--- Instructions to follow ---
When the line containing "20.0, 5.0).inflate(3.0, 1.0);" appears in the data below, begin copying there and stop only after the line containing "against the editor".

[Data Boundary: Start]

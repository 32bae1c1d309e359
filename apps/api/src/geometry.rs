//! Shared geometric primitives for blocks on the canvas.
//!
//! `bounding_box` is the single source of block height for the snap engine, the flow
//! calculator and hit-testing, so they can never disagree about where a block ends.

use serde::{Deserialize, Serialize};

use crate::layout::font_metrics::{get_metrics, FontFace};
use crate::models::block::TextBlock;

#[derive(Debug, Clone, Copy, Default, PartialEq, Serialize, Deserialize)]
pub struct Point {
    pub x: f64,
    pub y: f64,
}

impl Point {
    pub fn new(x: f64, y: f64) -> Self {
        Point { x, y }
    }
}

#[derive(Debug, Clone, Copy, PartialEq, Serialize, Deserialize)]
pub struct BoundingBox {
    pub x: f64,
    pub y: f64,
    pub width: f64,
    pub height: f64,
}

impl BoundingBox {
    pub fn new(x: f64, y: f64, width: f64, height: f64) -> Self {
        BoundingBox {
            x,
            y,
            width,
            height,
        }
    }

    pub fn right(&self) -> f64 {
        self.x + self.width
    }

    pub fn bottom(&self) -> f64 {
        self.y + self.height
    }

    pub fn center(&self) -> Point {
        center(self)
    }

    /// Inclusive containment test.
    pub fn contains(&self, point: Point) -> bool {
        point.x >= self.x && point.x <= self.right() && point.y >= self.y && point.y <= self.bottom()
    }

    /// Grows the box by `dx` on the left and right and `dy` on the top and bottom.
    pub fn inflate(&self, dx: f64, dy: f64) -> BoundingBox {
        BoundingBox::new(
            self.x - dx,
            self.y - dy,
            self.width + 2.0 * dx,
            self.height + 2.0 * dy,
        )
    }
}

pub fn center(bbox: &BoundingBox) -> Point {
    Point::new(bbox.x + bbox.width / 2.0, bbox.y + bbox.height / 2.0)
}

/// Bounding box of a block: rendered height when the surface has reported one,
/// otherwise the metric estimate.
pub fn bounding_box(block: &TextBlock) -> BoundingBox {
    let height = block
        .rendered_height
        .unwrap_or_else(|| estimated_text_height(block));
    BoundingBox::new(block.position.x, block.position.y, block.box_width, height)
}

/// Height the canvas would give the block's text: one `font_size` per physical line,
/// wrapping each explicit line at `box_width`.
pub fn estimated_text_height(block: &TextBlock) -> f64 {
    let metrics = get_metrics(FontFace::resolve(&block.font_family, block.font_style));
    let lines = metrics.wrapped_line_count(&block.text, block.font_size, block.box_width);
    lines as f64 * block.font_size
}

#[cfg(test)]
mod tests {
    use super::*;
    use crate::models::block::FontStyle;
    use uuid::Uuid;

    fn make_block(text: &str, x: f64, y: f64) -> TextBlock {
        TextBlock {
            id: Uuid::new_v4(),
            text: text.to_string(),
            position: Point::new(x, y),
            box_width: 700.0,
            font_size: 12.0,
            font_family: "Arial".to_string(),
            font_style: FontStyle::Normal,
            fill_color: "black".to_string(),
            section_type: "body".to_string(),
            rendered_height: None,
        }
    }

    #[test]
    fn test_center_is_box_midpoint() {
        let bbox = BoundingBox::new(10.0, 20.0, 100.0, 40.0);
        assert_eq!(center(&bbox), Point::new(60.0, 40.0));
    }

    #[test]
    fn test_bounding_box_prefers_rendered_height() {
        let mut block = make_block("one line", 5.0, 6.0);
        block.rendered_height = Some(33.0);
        let bbox = bounding_box(&block);
        assert_eq!(bbox, BoundingBox::new(5.0, 6.0, 700.0, 33.0));
    }

    #[test]
    fn test_bounding_box_falls_back_to_estimate() {
        let block = make_block("first\nsecond\nthird", 0.0, 0.0);
        let bbox = bounding_box(&block);
        assert!((bbox.height - 36.0).abs() < 1e-9);
    }

    #[test]
    fn test_estimate_counts_soft_wraps() {
        let mut block = make_block(&"word ".repeat(40), 0.0, 0.0);
        block.box_width = 100.0;
        let height = estimated_text_height(&block);
        assert!(height > 12.0, "long text in a narrow box should wrap, got {height}");
        assert_eq!(height % 12.0, 0.0);
    }

    #[test]
    fn test_empty_text_is_one_line_tall() {
        let block = make_block("", 0.0, 0.0);
        assert!((estimated_text_height(&block) - 12.0).abs() < 1e-9);
    }

    #[test]
    fn test_contains_is_inclusive() {
        let bbox = BoundingBox::new(0.0, 0.0, 10.0, 10.0);
        assert!(bbox.contains(Point::new(0.0, 0.0)));
        assert!(bbox.contains(Point::new(10.0, 10.0)));
        assert!(!bbox.contains(Point::new(10.1, 5.0)));
    }

    #[test]
    fn test_inflate() {
        let bbox = BoundingBox::new(10.0, 10.0, 20.0, 5.0).inflate(3.0, 1.0);
        assert_eq!(bbox, BoundingBox::new(7.0, 9.0, 26.0, 7.0));
    }
}
use std::collections::HashMap;
use std::sync::{Arc, Mutex, MutexGuard};

use uuid::Uuid;

use crate::config::Config;
use crate::editor::Editor;
use crate::errors::AppError;
use crate::storage::{InMemorySnapshotStore, SnapshotStore};

/// Shared application state injected into all route handlers via Axum extractors.
#[derive(Clone)]
pub struct AppState {
    pub config: Config,
    pub editors: EditorRegistry,
    /// Pluggable auto-save backend. Default: InMemorySnapshotStore.
    pub snapshots: Arc<dyn SnapshotStore>,
}

impl AppState {
    pub fn new(config: Config) -> Self {
        AppState {
            config,
            editors: EditorRegistry::default(),
            snapshots: Arc::new(InMemorySnapshotStore::default()),
        }
    }
}

/// Live editors by document id.
///
/// The lock is held for one synchronous editor operation at a time and never
/// across an `.await`.
#[derive(Clone, Default)]
pub struct EditorRegistry {
    inner: Arc<Mutex<HashMap<Uuid, Editor>>>,
}

impl EditorRegistry {
    pub fn insert(&self, editor: Editor) -> Result<Uuid, AppError> {
        let id = editor.id();
        self.lock()?.insert(id, editor);
        Ok(id)
    }

    pub fn contains(&self, id: Uuid) -> Result<bool, AppError> {
        Ok(self.lock()?.contains_key(&id))
    }

    /// Takes the editor for `id` out of the registry, if present.
    pub fn remove(&self, id: Uuid) -> Result<Option<Editor>, AppError> {
        Ok(self.lock()?.remove(&id))
    }

    pub fn len(&self) -> Result<usize, AppError> {
        Ok(self.lock()?.len())
    }

    /// Runs `f` against the editor for `id`.
    pub fn with_editor<T, F>(&self, id: Uuid, f: F) -> Result<T, AppError>
    where
        F: FnOnce(&mut Editor) -> Result<T, AppError>,
    {
        let mut editors = self.lock()?;
        let editor = editors
            .get_mut(&id)
            .ok_or_else(|| AppError::NotFound(format!("Document {id} not found")))?;
        f(editor)
    }

    fn lock(&self) -> Result<MutexGuard<'_, HashMap<Uuid, Editor>>, AppError> {
        self.inner
            .lock()
            .map_err(|_| AppError::Internal(anyhow::anyhow!("editor registry lock poisoned")))
    }
}
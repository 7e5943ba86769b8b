//! Strata CLI - run queries through the tiered engine from a terminal
//!
//! One-shot questions, an interactive chat session, routing inspection and a
//! sandbox health check.

mod commands;
mod output;
mod repl;

use std::path::PathBuf;

use anyhow::Result;
use clap::{Parser, Subcommand};
use strata::{Engine, StrataConfig};
use tracing_subscriber::{layer::SubscriberExt, util::SubscriberInitExt};

/// Strata - tiered request engine
#[derive(Parser)]
#[command(name = "strata")]
#[command(version = env!("CARGO_PKG_VERSION"))]
#[command(about = "Route queries to fast, analytical or agentic processing modes")]
#[command(long_about = r#"
Strata scores each query and routes it to a processing mode. Simple questions
are answered once and cached, analytical work runs once without caching, and
agentic workflows such as deep research are retried on transient failures.

Examples:
  strata ask "What is 2+2?"
  strata ask --mode deep_research --stream "State of grid-scale storage"
  strata route "Compare Python and Rust, then plot the results"
  strata chat
"#)]
struct Cli {
    /// Configuration file (defaults to ./strata.toml when present)
    #[arg(short, long, env = "STRATA_CONFIG")]
    config: Option<PathBuf>,

    /// Enable verbose output
    #[arg(short, long)]
    verbose: bool,

    #[command(subcommand)]
    command: Commands,
}

#[derive(Subcommand)]
enum Commands {
    /// Process a single query
    Ask {
        query: String,

        /// Force a processing mode instead of routing
        #[arg(short, long)]
        mode: Option<String>,

        /// Print lifecycle events as they happen
        #[arg(short, long)]
        stream: bool,

        /// Conversation to read history from and append to
        #[arg(long)]
        conversation: Option<String>,

        /// Print the full response as JSON
        #[arg(long)]
        json: bool,
    },

    /// Start an interactive session that keeps conversation history
    Chat {
        /// Force a processing mode for every turn
        #[arg(short, long)]
        mode: Option<String>,
    },

    /// Show the routing decision for a query without running it
    Route { query: String },

    /// List the registered processing modes
    Modes,

    /// Run a trivial snippet in the code sandbox
    SandboxCheck {
        /// Use the host interpreter instead of a container
        #[arg(long)]
        local: bool,
    },
}

#[tokio::main]
async fn main() -> Result<()> {
    let cli = Cli::parse();

    let log_level = if cli.verbose { "debug" } else { "info" };
    tracing_subscriber::registry()
        .with(
            tracing_subscriber::EnvFilter::try_from_default_env().unwrap_or_else(|_| {
                format!("strata={log_level},strata_cli={log_level},warn").into()
            }),
        )
        .with(tracing_subscriber::fmt::layer().with_target(false))
        .init();

    let config = StrataConfig::load(cli.config.as_deref())?;

    match cli.command {
        Commands::Ask {
            query,
            mode,
            stream,
            conversation,
            json,
        } => {
            let engine = Engine::from_config(config);
            let options = commands::AskOptions {
                mode,
                stream,
                conversation,
                json,
            };
            let result = commands::ask(&engine, &query, options).await;
            engine.shutdown().await;
            result?;
        }
        Commands::Chat { mode } => {
            let engine = Engine::from_config(config);
            let result = match repl::ChatRepl::new(&engine, mode) {
                Ok(mut repl) => repl.run().await,
                Err(e) => Err(e),
            };
            engine.shutdown().await;
            result?;
        }
        Commands::Route { query } => {
            let engine = Engine::from_config(config);
            commands::route(&engine, &query);
        }
        Commands::Modes => {
            let engine = Engine::from_config(config);
            commands::list_modes(&engine);
        }
        Commands::SandboxCheck { local } => {
            commands::sandbox_check(config, local).await?;
        }
    }

    Ok(())
}
//! Code execution sandbox

pub mod frame;
pub mod persistent;
pub mod protocol;

use std::time::Duration;

use async_trait::async_trait;

pub use frame::{OutputChunk, StreamDemuxer, StreamKind};
pub use persistent::PersistentSandbox;
pub use protocol::RenderedArtifact;

use crate::error::{Classify, ErrorCategory};

#[derive(Debug, thiserror::Error)]
pub enum SandboxError {
    #[error("Sandbox runtime unavailable: {0}")]
    Unavailable(String),

    #[error("Failed to start sandbox: {0}")]
    Spawn(#[source] std::io::Error),

    #[error("Execution timed out after {0:?}")]
    Timeout(Duration),

    #[error("Sandbox process crashed: {0}")]
    Crashed(String),

    #[error("Sandbox protocol error: {0}")]
    Protocol(String),
}

impl Classify for SandboxError {
    fn category(&self) -> ErrorCategory {
        match self {
            SandboxError::Unavailable(_) | SandboxError::Spawn(_) | SandboxError::Timeout(_) => {
                ErrorCategory::ResourceLimit
            }
            SandboxError::Crashed(_) | SandboxError::Protocol(_) => ErrorCategory::Unknown,
        }
    }
}

/// Result of running one code snippet
#[derive(Debug, Clone, Default, PartialEq)]
pub struct ExecutionOutput {
    pub stdout: String,
    pub stderr: String,
    /// Traceback when the code raised
    pub error: Option<String>,
    pub artifacts: Vec<RenderedArtifact>,
    pub elapsed: Duration,
    /// Produced by a one-off fallback process instead of the persistent one
    pub degraded: bool,
}

impl ExecutionOutput {
    pub fn is_success(&self) -> bool {
        self.error.is_none()
    }

    pub fn images(&self) -> impl Iterator<Item = &RenderedArtifact> {
        self.artifacts
            .iter()
            .filter(|a| a.mime.starts_with("image/"))
    }
}

#[async_trait]
pub trait CodeExecutor: Send + Sync {
    async fn is_available(&self) -> bool;

    async fn execute(&self, code: &str, timeout: Duration) -> Result<ExecutionOutput, SandboxError>;

    /// Release any long-lived resources
    async fn shutdown(&self) {}
}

[Data Boundary: End]

--- Completed task ---
        let bbox = BoundingBox::new(10.0, 10.0, 20.0, 5.0).inflate(3.0, 1.0);
        assert_eq!(bbox, BoundingBox::new(7.0, 9.0, 26.0, 7.0));
    }
}
use std::collections::HashMap;
use std::sync::{Arc, Mutex, MutexGuard};

use uuid::Uuid;

use crate::config::Config;
use crate::editor::Editor;
use crate::errors::AppError;
use crate::storage::{InMemorySnapshotStore, SnapshotStore};

/// Shared application state injected into all route handlers via Axum extractors.
#[derive(Clone)]
pub struct AppState {
    pub config: Config,
    pub editors: EditorRegistry,
    /// Pluggable auto-save backend. Default: InMemorySnapshotStore.
    pub snapshots: Arc<dyn SnapshotStore>,
}

impl AppState {
    pub fn new(config: Config) -> Self {
        AppState {
            config,
            editors: EditorRegistry::default(),
            snapshots: Arc::new(InMemorySnapshotStore::default()),
        }
    }
}

/// Live editors by document id.
///
/// The lock is held for one synchronous editor operation at a time and never
/// across an `.await`.
#[derive(Clone, Default)]
pub struct EditorRegistry {
    inner: Arc<Mutex<HashMap<Uuid, Editor>>>,
}

impl EditorRegistry {
    pub fn insert(&self, editor: Editor) -> Result<Uuid, AppError> {
        let id = editor.id();
        self.lock()?.insert(id, editor);
        Ok(id)
    }

    pub fn contains(&self, id: Uuid) -> Result<bool, AppError> {
        Ok(self.lock()?.contains_key(&id))
    }

    /// Takes the editor for `id` out of the registry, if present.
    pub fn remove(&self, id: Uuid) -> Result<Option<Editor>, AppError> {
        Ok(self.lock()?.remove(&id))
    }

    pub fn len(&self) -> Result<usize, AppError> {
        Ok(self.lock()?.len())
    }

    /// Runs `f` against the editor for `id`.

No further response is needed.